Guest essay by Bob Koss
Being an old retired guy with time on my hands, this summer I decided to find out just how well GHCN-Monthly follows their own methodology in regard to data collection. What I discovered is, they don’t. My remarks below relate strictly to the GHCN monthly unadjusted dataset on which their final adjusted dataset is based. At the end of this article are links to some verifications of what I discuss.
For those unfamiliar with the organizations involved, a few terms are defined.
The Global Historic Climate Network(GHCN), a part of the National Climatic Data Center(NCDC), is the repository other global temperature data analysts turn to for many of their data sources. Monthly Climatic Data of the World(MCDW) is also a part of NCDC and separately compiles a less extensive set of monthly data than GHCN. US Historic Climate Network(USHCN) is a network of stations completely within the continental US and are also part of NCDC. Met Office is a UK data source of stations, many of which overlap with other NCDC sources.
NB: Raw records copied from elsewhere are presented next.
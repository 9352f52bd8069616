//! Report upload use-cases.
//!
//! # Responsibility
//! - Attach uploaded reports to project milestones, propagating shared
//!   reports to sister projects.
//! - List reporting requirements with their current report.
//!
//! # Invariants
//! - An upload leaves exactly one current report on every milestone it
//!   fulfils.
//! - Sister milestones missing a record get one (required) before linking.
//! - An upload commits as a whole: a failure leaves no new requirement rows.

use super::milestone_service::completion_message;
use super::{require_editor, ServiceError, ServiceResult};
use crate::model::employee::Actor;
use crate::model::milestone::{Milestone, ProjectMilestone, RequirementGroup};
use crate::model::project::Project;
use crate::model::report::{content_hash, AssociatedFile, Report, ReportAssignment};
use crate::repo::family_repo::{FamilyRepository, SqliteFamilyRepository};
use crate::repo::milestone_repo::{MilestoneRepository, SqliteMilestoneRepository};
use crate::repo::now_millis;
use crate::repo::project_repo::{ProjectRepository, SqliteProjectRepository};
use crate::repo::report_repo::{
    LinkedReport, ReportRepository, SqliteReportRepository, UploadTarget,
};
use log::info;
use rusqlite::Connection;
use uuid::Uuid;

pub struct ReportService<P, M, F, R>
where
    P: ProjectRepository,
    M: MilestoneRepository,
    F: FamilyRepository,
    R: ReportRepository,
{
    projects: P,
    milestones: M,
    families: F,
    reports: R,
}

impl<'conn>
    ReportService<
        SqliteProjectRepository<'conn>,
        SqliteMilestoneRepository<'conn>,
        SqliteFamilyRepository<'conn>,
        SqliteReportRepository<'conn>,
    >
{
    pub fn with_connection(conn: &'conn Connection) -> Self {
        Self::new(
            SqliteProjectRepository::new(conn),
            SqliteMilestoneRepository::new(conn),
            SqliteFamilyRepository::new(conn),
            SqliteReportRepository::new(conn),
        )
    }
}

impl<P, M, F, R> ReportService<P, M, F, R>
where
    P: ProjectRepository,
    M: MilestoneRepository,
    F: FamilyRepository,
    R: ReportRepository,
{
    pub fn new(projects: P, milestones: M, families: F, reports: R) -> Self {
        Self {
            projects,
            milestones,
            families,
            reports,
        }
    }

    /// Stores a report for the milestone labelled `milestone` on the project.
    ///
    /// Shared milestones also receive the report on every sister project.
    pub fn upload_report(
        &self,
        actor: &Actor,
        slug: &str,
        milestone: &str,
        report_path: &str,
    ) -> ServiceResult<Report> {
        let project = self.project(slug)?;
        require_editor(actor, &project, "upload reports")?;
        let milestone = self
            .milestones
            .get_milestone_by_label(milestone)?
            .ok_or_else(|| ServiceError::MilestoneNotFound(milestone.to_string()))?;
        let record = self
            .record_for(&project, &milestone)?
            .ok_or_else(|| ServiceError::MilestoneNotAssigned {
                prj_cd: project.prj_cd.clone(),
                milestone: milestone.label.clone(),
            })?;

        let report = Report::new(report_path, actor.username.clone(), now_millis());
        let targets = self.projects.atomically(|| -> ServiceResult<usize> {
            let mut targets = vec![UploadTarget {
                project_milestone_id: record.id,
                message: completion_message(&project, &milestone.label, true),
            }];
            if let (true, Some(family)) = (milestone.shared, project.family) {
                for sister in self.families.family_members(family)? {
                    if sister.uuid == project.uuid {
                        continue;
                    }
                    let sister_record = self.ensure_record(&sister, &milestone)?;
                    targets.push(UploadTarget {
                        project_milestone_id: sister_record.id,
                        message: completion_message(&sister, &milestone.label, true),
                    });
                }
            }
            self.reports.record_upload(&report, &targets)?;
            Ok(targets.len())
        })?;
        info!(
            "event=report_upload module=service status=ok prj_cd={} milestone={:?} targets={targets}",
            project.prj_cd, milestone.label
        );
        Ok(report)
    }

    /// Core (`core = true`) or custom reporting requirements with the
    /// current report of each.
    pub fn assignments_with_paths(
        &self,
        slug: &str,
        core: bool,
    ) -> ServiceResult<Vec<ReportAssignment>> {
        let project = self.project(slug)?;
        let group = if core {
            RequirementGroup::Core
        } else {
            RequirementGroup::Custom
        };
        let mut assignments = Vec::new();
        for record in self.milestones.project_milestones(project.uuid)? {
            if !record.required || !group.contains(&record.milestone) {
                continue;
            }
            let report = self.reports.current_report(record.id)?;
            assignments.push(ReportAssignment {
                project_milestone: record,
                report,
            });
        }
        Ok(assignments)
    }

    /// Current reports attached to the project.
    pub fn uploaded_reports(&self, slug: &str) -> ServiceResult<Vec<LinkedReport>> {
        let project = self.project(slug)?;
        Ok(self.reports.project_reports(project.uuid, true)?)
    }

    pub fn upload_associated_file(
        &self,
        actor: &Actor,
        slug: &str,
        file_path: &str,
    ) -> ServiceResult<AssociatedFile> {
        let project = self.project(slug)?;
        require_editor(actor, &project, "upload files")?;
        let file = AssociatedFile {
            uuid: Uuid::new_v4(),
            project_uuid: project.uuid,
            file_path: file_path.to_string(),
            file_hash: content_hash(file_path),
            uploaded_by: actor.username.clone(),
            uploaded_on: now_millis(),
            current: true,
        };
        self.reports.add_associated_file(&file)?;
        info!(
            "event=file_upload module=service status=ok prj_cd={}",
            project.prj_cd
        );
        Ok(file)
    }

    pub fn associated_files(&self, slug: &str) -> ServiceResult<Vec<AssociatedFile>> {
        let project = self.project(slug)?;
        Ok(self.reports.associated_files(project.uuid)?)
    }

    fn record_for(
        &self,
        project: &Project,
        milestone: &Milestone,
    ) -> ServiceResult<Option<ProjectMilestone>> {
        Ok(self
            .milestones
            .project_milestones(project.uuid)?
            .into_iter()
            .find(|record| record.milestone.id == milestone.id))
    }

    fn ensure_record(
        &self,
        project: &Project,
        milestone: &Milestone,
    ) -> ServiceResult<ProjectMilestone> {
        if let Some(record) = self.record_for(project, milestone)? {
            return Ok(record);
        }
        self.milestones
            .apply_requirement_changes(project.uuid, &[(milestone.id, true)])?;
        self.record_for(project, milestone)?
            .ok_or_else(|| ServiceError::MilestoneNotAssigned {
                prj_cd: project.prj_cd.clone(),
                milestone: milestone.label.clone(),
            })
    }

    fn project(&self, slug: &str) -> ServiceResult<Project> {
        self.projects
            .get_project(slug)?
            .ok_or_else(|| ServiceError::ProjectNotFound(slug.to_string()))
    }
}
//! SQLite storage for projects, milestones, reports and sample points.
//!
//! Connections come from [`open_db`] or [`open_db_in_memory`]; both return a
//! database already at [`latest_version`], so repositories can assume the
//! full schema.

use std::error::Error;
use std::fmt::{Display, Formatter};

pub mod migrations;
mod open;

pub use migrations::{current_version, latest_version};
pub use open::{open_db, open_db_in_memory};

pub type DbResult<T> = Result<T, DbError>;

#[derive(Debug)]
pub enum DbError {
    Sqlite(rusqlite::Error),
    /// One schema step failed; nothing from the batch was committed.
    Migration {
        version: u32,
        name: &'static str,
        source: rusqlite::Error,
    },
    /// The file was written by a newer build of the tracker.
    UnsupportedSchemaVersion { found: u32, supported: u32 },
}

impl Display for DbError {
    fn fmt(&self, f: &mut Formatter<'_>) -> std::fmt::Result {
        match self {
            Self::Sqlite(err) => write!(f, "sqlite: {err}"),
            Self::Migration {
                version,
                name,
                source,
            } => write!(f, "migration {version:04}_{name} failed: {source}"),
            Self::UnsupportedSchemaVersion { found, supported } => write!(
                f,
                "tracker database is at schema {found} but this build only knows up to {supported}"
            ),
        }
    }
}

impl Error for DbError {
    fn source(&self) -> Option<&(dyn Error + 'static)> {
        match self {
            Self::Sqlite(err) | Self::Migration { source: err, .. } => Some(err),
            Self::UnsupportedSchemaVersion { .. } => None,
        }
    }
}

impl From<rusqlite::Error> for DbError {
    fn from(value: rusqlite::Error) -> Self {
        Self::Sqlite(value)
    }
}
//! Layered application configuration.
//!
//! Sources, lowest to highest priority:
//! 1. Built-in defaults
//! 2. An optional TOML file (`pjtk.toml` in the working directory unless a
//!    path is given)
//! 3. `PJTK_*` environment variables, e.g. `PJTK_DATABASE_PATH`
//!
//! # Invariants
//! - `log_level` is one of trace|debug|info|warn|error after loading.
//! - `bind_addr` is a non-empty `host:port`.

use figment::providers::{Env, Format, Serialized, Toml};
use figment::Figment;
use serde::{Deserialize, Serialize};
use std::error::Error;
use std::fmt::{Display, Formatter};
use std::path::{Path, PathBuf};

pub const DEFAULT_CONFIG_FILE: &str = "pjtk.toml";
pub const ENV_PREFIX: &str = "PJTK_";

#[derive(Debug)]
pub enum ConfigError {
    Figment(Box<figment::Error>),
    InvalidValue { field: &'static str, reason: String },
}

impl Display for ConfigError {
    fn fmt(&self, f: &mut Formatter<'_>) -> std::fmt::Result {
        match self {
            Self::Figment(err) => write!(f, "configuration error: {err}"),
            Self::InvalidValue { field, reason } => {
                write!(f, "invalid configuration value for `{field}`: {reason}")
            }
        }
    }
}

impl Error for ConfigError {
    fn source(&self) -> Option<&(dyn Error + 'static)> {
        match self {
            Self::Figment(err) => Some(err.as_ref()),
            Self::InvalidValue { .. } => None,
        }
    }
}

impl From<figment::Error> for ConfigError {
    fn from(value: figment::Error) -> Self {
        Self::Figment(Box::new(value))
    }
}

#[derive(Debug, Clone, PartialEq, Eq, Serialize, Deserialize)]
#[serde(default)]
pub struct AppConfig {
    pub database_path: PathBuf,
    pub log_level: String,
    pub log_dir: PathBuf,
    /// Root under which uploaded report and file paths are resolved.
    pub media_root: PathBuf,
    pub bind_addr: String,
}

impl Default for AppConfig {
    fn default() -> Self {
        Self {
            database_path: PathBuf::from("pjtk.sqlite3"),
            log_level: crate::logging::default_log_level().to_string(),
            log_dir: PathBuf::from("logs"),
            media_root: PathBuf::from("media"),
            bind_addr: "127.0.0.1:8080".to_string(),
        }
    }
}

impl AppConfig {
    /// Loads defaults, then `pjtk.toml` when present, then the environment.
    pub fn load() -> Result<Self, ConfigError> {
        Self::load_from(None)
    }

    /// Like [`AppConfig::load`] with an explicit TOML file. An explicit file
    /// that does not exist is skipped the same way the default one is.
    pub fn load_from(file: Option<&Path>) -> Result<Self, ConfigError> {
        let config: Self = Self::figment(file).extract()?;
        config.validated()
    }

    pub fn figment(file: Option<&Path>) -> Figment {
        let path = file
            .map(Path::to_path_buf)
            .unwrap_or_else(|| PathBuf::from(DEFAULT_CONFIG_FILE));

        let mut figment = Figment::from(Serialized::defaults(Self::default()));
        if path.exists() {
            figment = figment.merge(Toml::file(path));
        }
        figment.merge(Env::prefixed(ENV_PREFIX))
    }

    fn validated(mut self) -> Result<Self, ConfigError> {
        let level = self.log_level.trim().to_ascii_lowercase();
        self.log_level = match level.as_str() {
            "trace" | "debug" | "info" | "warn" | "error" => level,
            "warning" => "warn".to_string(),
            _ => {
                return Err(ConfigError::InvalidValue {
                    field: "log_level",
                    reason: format!("unsupported level `{}`", self.log_level),
                })
            }
        };

        let bind = self.bind_addr.trim();
        if bind.is_empty() || !bind.contains(':') {
            return Err(ConfigError::InvalidValue {
                field: "bind_addr",
                reason: format!("expected host:port, got `{}`", self.bind_addr),
            });
        }
        Ok(self)
    }
}

#[cfg(test)]
mod tests {
    use super::*;
    use figment::Jail;

    #[test]
    fn defaults_load_without_files_or_env() {
        Jail::expect_with(|_jail| {
            let config = AppConfig::load().expect("defaults load");
            assert_eq!(config.database_path, PathBuf::from("pjtk.sqlite3"));
            assert_eq!(config.bind_addr, "127.0.0.1:8080");
            Ok(())
        });
    }

    #[test]
    fn toml_file_is_overridden_by_env() {
        Jail::expect_with(|jail| {
            jail.create_file(
                "pjtk.toml",
                r#"
                database_path = "/srv/pjtk/db.sqlite3"
                log_level = "WARNING"
                bind_addr = "0.0.0.0:9000"
                "#,
            )?;
            jail.set_env("PJTK_BIND_ADDR", "127.0.0.1:9100");

            let config = AppConfig::load().expect("config loads");
            assert_eq!(config.database_path, PathBuf::from("/srv/pjtk/db.sqlite3"));
            assert_eq!(config.log_level, "warn");
            assert_eq!(config.bind_addr, "127.0.0.1:9100");
            Ok(())
        });
    }

    #[test]
    fn bad_values_are_rejected() {
        Jail::expect_with(|jail| {
            jail.set_env("PJTK_LOG_LEVEL", "chatty");
            let err = AppConfig::load().unwrap_err();
            assert!(matches!(
                err,
                ConfigError::InvalidValue {
                    field: "log_level",
                    ..
                }
            ));

            jail.set_env("PJTK_LOG_LEVEL", "info");
            jail.set_env("PJTK_BIND_ADDR", "localhost");
            let err = AppConfig::load().unwrap_err();
            assert!(err.to_string().contains("bind_addr"));
            Ok(())
        });
    }
}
GHCN created a table of data sources, ranking them in order from low to high priority(quality). The highest priority data is to be used whenever multiple sources are available for the same station. This rule might as well not exist, since they don’t follow it. Evidently it is only a rule for PR purposes and not really necessary to follow.
Here is their description of that rule from the methodology paper linked near the end of this post.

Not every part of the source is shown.